#### WHAT IS BEING ASKED:
Scan the data below and copy each line where "simulation" occurs.

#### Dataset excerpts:

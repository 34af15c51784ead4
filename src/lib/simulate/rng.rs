//! Random number generator utilities for simulation.
//!
//! Provides seeded RNG creation for reproducible shards and queries.

use rand::rngs::StdRng;
use rand::{Rng, RngExt, SeedableRng};

/// The twenty standard amino-acid residues.
pub const AMINO_ACIDS: &[u8] = b"ACDEFGHIKLMNPQRSTVWY";

/// Create a random number generator, optionally seeded for reproducibility.
///
/// # Examples
///
/// ```
/// use hmmnode_lib::simulate::create_rng;
///
/// // Reproducible simulation
/// let mut rng1 = create_rng(Some(42));
/// let mut rng2 = create_rng(Some(42));
/// // rng1 and rng2 will produce identical sequences
///
/// // Random simulation (different each run)
/// let mut rng3 = create_rng(None);
/// ```
#[must_use]
pub fn create_rng(seed: Option<u64>) -> StdRng {
    match seed {
        Some(s) => StdRng::seed_from_u64(s),
        None => rand::make_rng(),
    }
}

/// Draw a random protein sequence of `length` residues.
pub fn random_protein(rng: &mut impl Rng, length: usize) -> Vec<u8> {
    (0..length).map(|_| AMINO_ACIDS[rng.random_range(0..AMINO_ACIDS.len())]).collect()
}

#### SOLVED PROBLEM:
//! Random number generator utilities for simulation.
/// // Reproducible simulation
/// // Random simulation (different each run)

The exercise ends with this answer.